Peu enclins à faire le pied de grue pendant des heures, certains touristes comme le Brésilien Matheus font un autre choix: « Moi, j’irai voir les musées alternatifs, sur la torture et le sexe! », dit-il.
Amsterdam regorge en effet d’offres décalées, comme le musée du haschich, de la marijuana et du chanvre, l’ancien chantier naval du Kinetisch Noord investi par un collectif d’artistes avec, à deux pas, une serre transformée en restaurant ou encore un bar aux murs et aux fauteuils de glace à une température ambiante de -9,5°C.
« Chaque quartier a son propre caractère », souligne l’équipe marketing I amsterdam, en vantant le « mélange animé de culture, cuisine et cafés » du Pijp ou « l’art de l’Âge d’or » et le « chic haut-de-gamme » du Oud-Zuid.
C’est d’ailleurs aux abords d’Amsterdam, où les bars et restaurants sont ouverts sans interruption, qu’ont été délocalisés certains grands événements publics: « La vie nocturne y est devenue plus diversifiée et plus intéressante », plaide le maire.

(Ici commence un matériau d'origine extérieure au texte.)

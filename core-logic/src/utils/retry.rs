use rand::Rng;
use std::fmt::Display;
use std::future::Future;
use std::time::Duration;
use tracing::{error, info, warn};

/// Attempt bound plus the interval the pause between attempts is drawn from.
#[derive(Debug, Clone, PartialEq)]
pub struct RetryConfig {
    pub max_attempts: u32,
    pub min_delay: Duration,
    pub max_delay: Duration,
}

impl Default for RetryConfig {
    fn default() -> Self {
        Self {
            max_attempts: 3,
            min_delay: Duration::from_secs(1),
            max_delay: Duration::from_secs(5),
        }
    }
}

impl RetryConfig {
    pub fn new(max_attempts: u32, min_delay_ms: u64, max_delay_ms: u64) -> Self {
        let (lo, hi) = if min_delay_ms <= max_delay_ms {
            (min_delay_ms, max_delay_ms)
        } else {
            (max_delay_ms, min_delay_ms)
        };
        Self {
            max_attempts: max_attempts.max(1),
            min_delay: Duration::from_millis(lo),
            max_delay: Duration::from_millis(hi),
        }
    }

    /// No pause between attempts.
    pub fn immediate(max_attempts: u32) -> Self {
        Self::new(max_attempts, 0, 0)
    }

    pub fn with_delay_secs(mut self, min_secs: u64, max_secs: u64) -> Self {
        let delays = Self::new(self.max_attempts, min_secs * 1000, max_secs * 1000);
        self.min_delay = delays.min_delay;
        self.max_delay = delays.max_delay;
        self
    }

    /// Uniform draw from `[min_delay, max_delay]`.
    pub fn next_delay(&self) -> Duration {
        if self.max_delay <= self.min_delay {
            return self.min_delay;
        }
        let ms = rand::thread_rng()
            .gen_range(self.min_delay.as_millis() as u64..=self.max_delay.as_millis() as u64);
        Duration::from_millis(ms)
    }
}

/// Run `operation` until it succeeds or `max_attempts` is exhausted.
///
/// The whole operation is re-run on every attempt. After the last failed
/// attempt the final error is returned unchanged.
pub async fn with_retry<T, E, F, Fut>(
    config: &RetryConfig,
    operation_name: &str,
    mut operation: F,
) -> Result<T, E>
where
    F: FnMut() -> Fut,
    Fut: Future<Output = Result<T, E>>,
    E: Display,
{
    let max_attempts = config.max_attempts.max(1);
    let mut attempt = 1;

    loop {
        match operation().await {
            Ok(result) => {
                if attempt > 1 {
                    info!("{} succeeded on attempt {}", operation_name, attempt);
                }
                return Ok(result);
            }
            Err(e) => {
                warn!(
                    "{} attempt {}/{} failed: {}",
                    operation_name, attempt, max_attempts, e
                );

                if attempt >= max_attempts {
                    error!(
                        "{} failed after {} attempts. Last error: {}",
                        operation_name, max_attempts, e
                    );
                    return Err(e);
                }

                let delay = config.next_delay();
                info!("Retrying {} in {:?}...", operation_name, delay);
                tokio::time::sleep(delay).await;
                attempt += 1;
            }
        }
    }
}
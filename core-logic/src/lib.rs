//! # Core Logic - Shared Utilities for Bridge Runners
//!
//! This crate provides the chain-agnostic pieces used by the bridge runners
//! under `chains/`.
//!
//! ## Modules
//!
//! - [`config`] - Network profiles and shortcut resolution
//! - [`error`] - Typed error handling with thiserror
//! - [`security`] - Key encryption and decryption
//! - [`traits`] - Core trait definitions
//! - `utils` - Logger, retry, RPC selection, key-file loading

pub mod config;
pub mod error;
pub mod security;
pub mod traits;
pub(crate) mod utils;

pub use config::{NetworkOverride, NetworkProfile, NetworkTable};
pub use error::{ConfigError, CoreError, NetworkError, SecurityError, WalletError};
pub use security::SecurityUtils;
pub use traits::EndpointProbe;

// Utils are pub(crate) - only export specific public utilities
pub use utils::{
    select_endpoint, setup_logger, DecryptedKey, JsonRpcProbe, RpcManager,
    WalletManager, SWAP_RESULT_TARGET,
};

pub use utils::retry::{with_retry, RetryConfig};
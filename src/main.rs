//! satmosaic CLI entrypoint.
//!
//! Provides a thin wrapper over the `cli` module: parse args, run one region
//! or a batch of named regions, write the manifest and exit with the
//! appropriate status. For programmatic use, prefer the library API
//! (`satmosaic::api`).

use clap::Parser;

mod cli;

fn main() -> Result<(), Box<dyn std::error::Error>> {
    let args = cli::CliArgs::parse();
    cli::run(args)
}
//! Bounding boxes and the degree/kilometre conversions used for tiling.
//!
//! All conversions use a local equirectangular approximation
//! (`1° latitude = 111 km`, longitude scaled by `cos(lat)`). It is good for
//! radii up to roughly 100 km and skews badly near the poles; there is no
//! geodesic correction.
use serde::{Deserialize, Serialize};

use crate::error::{Error, Result};

/// Kilometres per degree of latitude.
pub const KM_PER_DEGREE: f64 = 111.0;

/// Axis-aligned box in decimal degrees (WGS84 unless stated otherwise).
#[derive(Debug, Clone, Copy, PartialEq, Serialize, Deserialize)]
pub struct BoundingBox {
    pub west: f64,
    pub south: f64,
    pub east: f64,
    pub north: f64,
}

impl BoundingBox {
    /// Build a box, rejecting degenerate or non-finite extents.
    pub fn new(west: f64, south: f64, east: f64, north: f64) -> Result<Self> {
        let finite = [west, south, east, north].iter().all(|v| v.is_finite());
        if !finite || west >= east || south >= north {
            return Err(Error::DegenerateBox {
                west,
                south,
                east,
                north,
            });
        }
        Ok(Self {
            west,
            south,
            east,
            north,
        })
    }

    /// Re-check the invariants of a box that came in through deserialization.
    pub fn validated(self) -> Result<Self> {
        Self::new(self.west, self.south, self.east, self.north)
    }

    pub fn width_deg(&self) -> f64 {
        self.east - self.west
    }

    pub fn height_deg(&self) -> f64 {
        self.north - self.south
    }

    /// (lat, lon) of the box center.
    pub fn center(&self) -> (f64, f64) {
        (
            (self.south + self.north) / 2.0,
            (self.west + self.east) / 2.0,
        )
    }

    pub fn area_deg2(&self) -> f64 {
        self.width_deg() * self.height_deg()
    }

    /// Overlapping part of two boxes; `None` when they only touch or are disjoint.
    pub fn intersection(&self, other: &BoundingBox) -> Option<BoundingBox> {
        let west = self.west.max(other.west);
        let south = self.south.max(other.south);
        let east = self.east.min(other.east);
        let north = self.north.min(other.north);
        if west < east && south < north {
            Some(BoundingBox {
                west,
                south,
                east,
                north,
            })
        } else {
            None
        }
    }

    pub fn intersects(&self, other: &BoundingBox) -> bool {
        self.intersection(other).is_some()
    }

    /// Whether `other` lies inside this box, with `eps` degrees of slack.
    pub fn contains(&self, other: &BoundingBox, eps: f64) -> bool {
        other.west >= self.west - eps
            && other.south >= self.south - eps
            && other.east <= self.east + eps
            && other.north <= self.north + eps
    }

    /// Fraction of this box's area covered by `other` (0.0..=1.0).
    pub fn coverage_by(&self, other: &BoundingBox) -> f64 {
        match self.intersection(other) {
            Some(overlap) => overlap.area_deg2() / self.area_deg2(),
            None => 0.0,
        }
    }

    /// Shrink or grow the box about its center by `factor` on each axis.
    pub fn scaled(&self, factor: f64) -> Result<BoundingBox> {
        if !(factor.is_finite() && factor > 0.0) {
            return Err(Error::config("reduction_factor", factor));
        }
        let (lat, lon) = self.center();
        let half_w = self.width_deg() * factor / 2.0;
        let half_h = self.height_deg() * factor / 2.0;
        BoundingBox::new(lon - half_w, lat - half_h, lon + half_w, lat + half_h)
    }
}

impl std::fmt::Display for BoundingBox {
    fn fmt(&self, f: &mut std::fmt::Formatter<'_>) -> std::fmt::Result {
        write!(
            f,
            "[{:.5}, {:.5}, {:.5}, {:.5}]",
            self.west, self.south, self.east, self.north
        )
    }
}

/// Degree offsets `(Δlat, Δlon)` spanning `km` kilometres at latitude `lat`.
pub fn degree_deltas(lat: f64, km: f64) -> (f64, f64) {
    let d_lat = km / KM_PER_DEGREE;
    let d_lon = km / (KM_PER_DEGREE * lat.to_radians().cos());
    (d_lat, d_lon)
}

/// Box of half-size `radius_km` around a center point.
pub fn bbox_from_center(lat: f64, lon: f64, radius_km: f64) -> Result<BoundingBox> {
    if !(radius_km.is_finite() && radius_km > 0.0) {
        return Err(Error::config("radius_km", radius_km));
    }
    let (d_lat, d_lon) = degree_deltas(lat, radius_km);
    BoundingBox::new(lon - d_lon, lat - d_lat, lon + d_lon, lat + d_lat)
}

/// `(width_km, height_km)` of a box, scaling longitude at its vertical center.
pub fn km_span(bbox: &BoundingBox) -> (f64, f64) {
    let (lat, _) = bbox.center();
    let width = bbox.width_deg() * KM_PER_DEGREE * lat.to_radians().cos();
    let height = bbox.height_deg() * KM_PER_DEGREE;
    (width, height)
}

/// Area of interest supplied by a caller.
#[derive(Debug, Clone, Copy, PartialEq, Serialize, Deserialize)]
#[serde(tag = "kind", rename_all = "snake_case")]
pub enum Region {
    Bbox(BoundingBox),
    Center { lat: f64, lon: f64, radius_km: f64 },
}

impl Region {
    pub fn bbox(&self) -> Result<BoundingBox> {
        match *self {
            Region::Bbox(b) => b.validated(),
            Region::Center {
                lat,
                lon,
                radius_km,
            } => bbox_from_center(lat, lon, radius_km),
        }
    }

    /// Radius used for the direct/tiled decision and the division tier.
    /// A bbox counts as its larger half-extent.
    pub fn radius_km(&self) -> Result<f64> {
        match *self {
            Region::Center { radius_km, .. } => Ok(radius_km),
            Region::Bbox(b) => {
                let (w, h) = km_span(&b.validated()?);
                Ok(w.max(h) / 2.0)
            }
        }
    }
}

/// A region with a caller-chosen name, e.g. one administrative tile.
#[derive(Debug, Clone, PartialEq, Serialize, Deserialize)]
pub struct NamedRegion {
    pub name: String,
    pub bbox: BoundingBox,
}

« Bien sûr, vous voulez voir les canaux… mais allez jeter un oeil au Nord ou au Sud, par exemple! », encourage la porte-parole de l’équipe marketing, faisant la promotion de la « région métropolitaine d’Amsterdam », avec sa plage à l’Ouest, les tulipes du jardin à bulbes Keukenhof au Sud et les châteaux et jardins des Etangs de Loosdrecht à l’Est.
La capitale néerlandaise invite aussi à venir en basse saison, en hiver, lorsqu’Amsterdam Light Festival orne ruelles et canaux de sculptures luminescentes dans une atmosphère féérique.
En attendant la mise en oeuvre de ces solutions, dans les files et dans la rue, les touristes devront prendre leur mal en patience. Tout comme les habitants.